[cfe-dev] Musings about UCNs

Tue Jan 26 12:23:02 PST 2010

On Jan 25, 2010, at 11:42 PM, Sean Hunt wrote:

> I've been eyeing UCNs for a while, and so I've got a few musings to
> share; perhaps they will help whoever gets around to implementing  
> them.
>
> Disclaimer: I'm basing this off the C++ spec. If there are
> differences/incompatbilities for the C spec, I haven't noticed.
>
> Thoughts:
>  - We should probably use UTF-8 internally because it has a bunch of
> nice features, like not breaking any existing code within clang.

yes.

>  - We could also accept UTF-8 as the default character encoding and
> process extended characters directly.

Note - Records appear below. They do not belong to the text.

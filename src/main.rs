use std::path::PathBuf;
use std::sync::Arc;
use std::time::Duration;

use anyhow::{bail, Context, Result};
use serde_json::Value;
use tokio::sync::watch;

use annotated_reader::backend::{Library, LoggingHooks};
use annotated_reader::config::Config;
use annotated_reader::db::KvStore;
use annotated_reader::legacy::{import_legacy_annotations, LegacyStore};
use annotated_reader::server;
use annotated_reader::services::{HypothesisClient, LibraryApiClient, PocketClient};
use annotated_reader::store::{Mutation, Query, SystemClock};
use annotated_reader::sync::{SyncEngine, SyncOptions};

const USAGE: &str = "usage: annotated-reader serve
       annotated-reader --sync
       annotated-reader --import-legacy <export.json>
       annotated-reader --sign-in <userId> <jwt>
       annotated-reader --query <methodName> [argsJson]
       annotated-reader --mutate <methodName> [argsJson]";

#[tokio::main]
async fn main() -> Result<()> {
    // Initialize logging (only show warnings and errors by default)
    tracing_subscriber::fmt()
        .with_env_filter(
            tracing_subscriber::EnvFilter::from_default_env()
                .add_directive(tracing::Level::WARN.into()),
        )
        .with_writer(std::io::stderr)
        .init();

    let args: Vec<String> = std::env::args().collect();
    let mut config = Config::load().context("loading configuration")?;

    let store = KvStore::open(&config.db_path)
        .await
        .with_context(|| format!("opening library at {}", config.db_path))?;
    let library = Arc::new(Library::new(store.clone(), Arc::new(SystemClock)));

    // Check for --sign-in flag before restoring the saved account
    if args.len() >= 4 && args[1] == "--sign-in" {
        config.account.user_id = Some(args[2].clone());
        config.account.jwt = Some(args[3].clone());
        config.save()?;
        let migrated = sign_in(&config, &library).await?;
        println!("Signed in as {}, moved {} local entries", args[2], migrated);
        return Ok(());
    }

    sign_in(&config, &library).await?;

    match args.get(1).map(String::as_str) {
        Some("serve") => serve(&config, library, store).await,
        Some("--sync") => {
            let engine = sync_engine(&config, library, store)?;
            let (highlights, articles) = engine.sync_all().await;
            println!("{}", serde_json::json!({ "hypothesis": highlights, "pocket": articles }));
            Ok(())
        }
        Some("--import-legacy") if args.len() >= 3 => {
            let legacy = LegacyStore::new(store);
            let path = PathBuf::from(&args[2]);
            let keys = legacy.load_export(&path).await?;
            let report = import_legacy_annotations(&library, &legacy).await?;
            println!(
                "Read {} legacy keys, imported {} articles and {} annotations",
                keys, report.articles, report.annotations
            );
            Ok(())
        }
        Some("--query") if args.len() >= 3 => {
            let query = Query::parse(&args[2], parse_args(args.get(3), Value::Array(Vec::new()))?)?;
            let result = library.query(&query).await?;
            println!("{}", serde_json::to_string_pretty(&result)?);
            Ok(())
        }
        Some("--mutate") if args.len() >= 3 => {
            let mutation = Mutation::parse(&args[2], parse_args(args.get(3), Value::Null)?)?;
            let result = library.mutate(mutation).await?;
            println!("{}", serde_json::to_string_pretty(&result)?);
            Ok(())
        }
        _ => {
            eprintln!("{USAGE}");
            bail!("missing or incomplete command");
        }
    }
}

fn parse_args(raw: Option<&String>, default: Value) -> Result<Value> {
    match raw {
        Some(raw) => serde_json::from_str(raw).with_context(|| format!("arguments are not JSON: {raw}")),
        None => Ok(default),
    }
}

/// Route the library to the configured account, if any.
async fn sign_in(config: &Config, library: &Library) -> Result<usize> {
    let Some((user_id, jwt)) = config.signed_in_user() else {
        return Ok(0);
    };
    let remote = Arc::new(LibraryApiClient::new(&config.account.api_host, &jwt)?);
    let report = library
        .sign_in(&user_id, remote, &LoggingHooks)
        .await
        .with_context(|| format!("signing in as {user_id}"))?;
    Ok(report.migrated)
}

fn sync_engine(config: &Config, library: Arc<Library>, store: KvStore) -> Result<Arc<SyncEngine>> {
    let highlights = Arc::new(HypothesisClient::new(&config.sync.hypothesis_api_url)?);
    let articles = Arc::new(PocketClient::new(&config.sync.pocket_proxy_url)?);
    let engine = SyncEngine::new(library, highlights, articles, SyncOptions::from(&config.sync))
        .with_legacy(LegacyStore::new(store));
    Ok(Arc::new(engine))
}

async fn serve(config: &Config, library: Arc<Library>, store: KvStore) -> Result<()> {
    let (shutdown_tx, shutdown_rx) = watch::channel(false);
    tokio::spawn(async move {
        if tokio::signal::ctrl_c().await.is_ok() {
            let _ = shutdown_tx.send(true);
        }
    });

    let engine = sync_engine(config, library.clone(), store)?;
    let every = Duration::from_secs(u64::from(config.sync.interval_minutes.max(1)) * 60);
    let scheduler = engine.spawn_periodic(every, shutdown_rx.clone());

    server::run(config, library, shutdown_rx)
        .await
        .with_context(|| format!("serving on {}", config.socket_path))?;
    let _ = scheduler.await;
    Ok(())
}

The driver should handle other
> encodings by converting them to UTF-8.

We should have SourceMgr do this, the driver doesn't know about all  
the headers etc.

>  - Pursuant to that, does clang currently assume it's being compiled  
> on
> an ASCII system?

Yes, we don't care about non-ascii systems.  When we do, sourcemgr can  
translate them as well.

>  - To reduce performance hits, we should only scan a given identifier
> once to see if it contains any illegal characters.

Yes, the lexer should just handle this in the identifier lexing code.   
The common case is "no ucn" so any ucn characters should cause a  
branch out of the fastpath into the existing slow case of identifier  
lexing.

> I'm thinking the
> Token should store whether it contains a universal-character as it
> stores whether or not it needs cleaning, and IdentifierTable::get()  
> gets
> a default parameter added; if it's set and the identifier is not  
> already
> in the table, then a check is performed, ideally on a precompiled  
> trie.

I don't think this is necessary.  The IdentifierInfo* should contain  
the canonicalized utf8 encoding, and the spelling is whatever is in  
the code (after sourcemgr switches the character set).

>  - For literals, UCN processing will occur in the token lexer invoked
> by Sema later on, including conversion to the execution character  
> set if
> necessary.

Sure.

>  - How extended characters should be stored in names in unclear.
> Ancient cxx-abi-dev discussions are undecided on whether simply using
> UTF-8 is correct. GCC code seems to suggest this is the intent in the
> long run.

Storing canonicalized utf8 in the identifiers is the only reasonable  
thing to do.

-Chris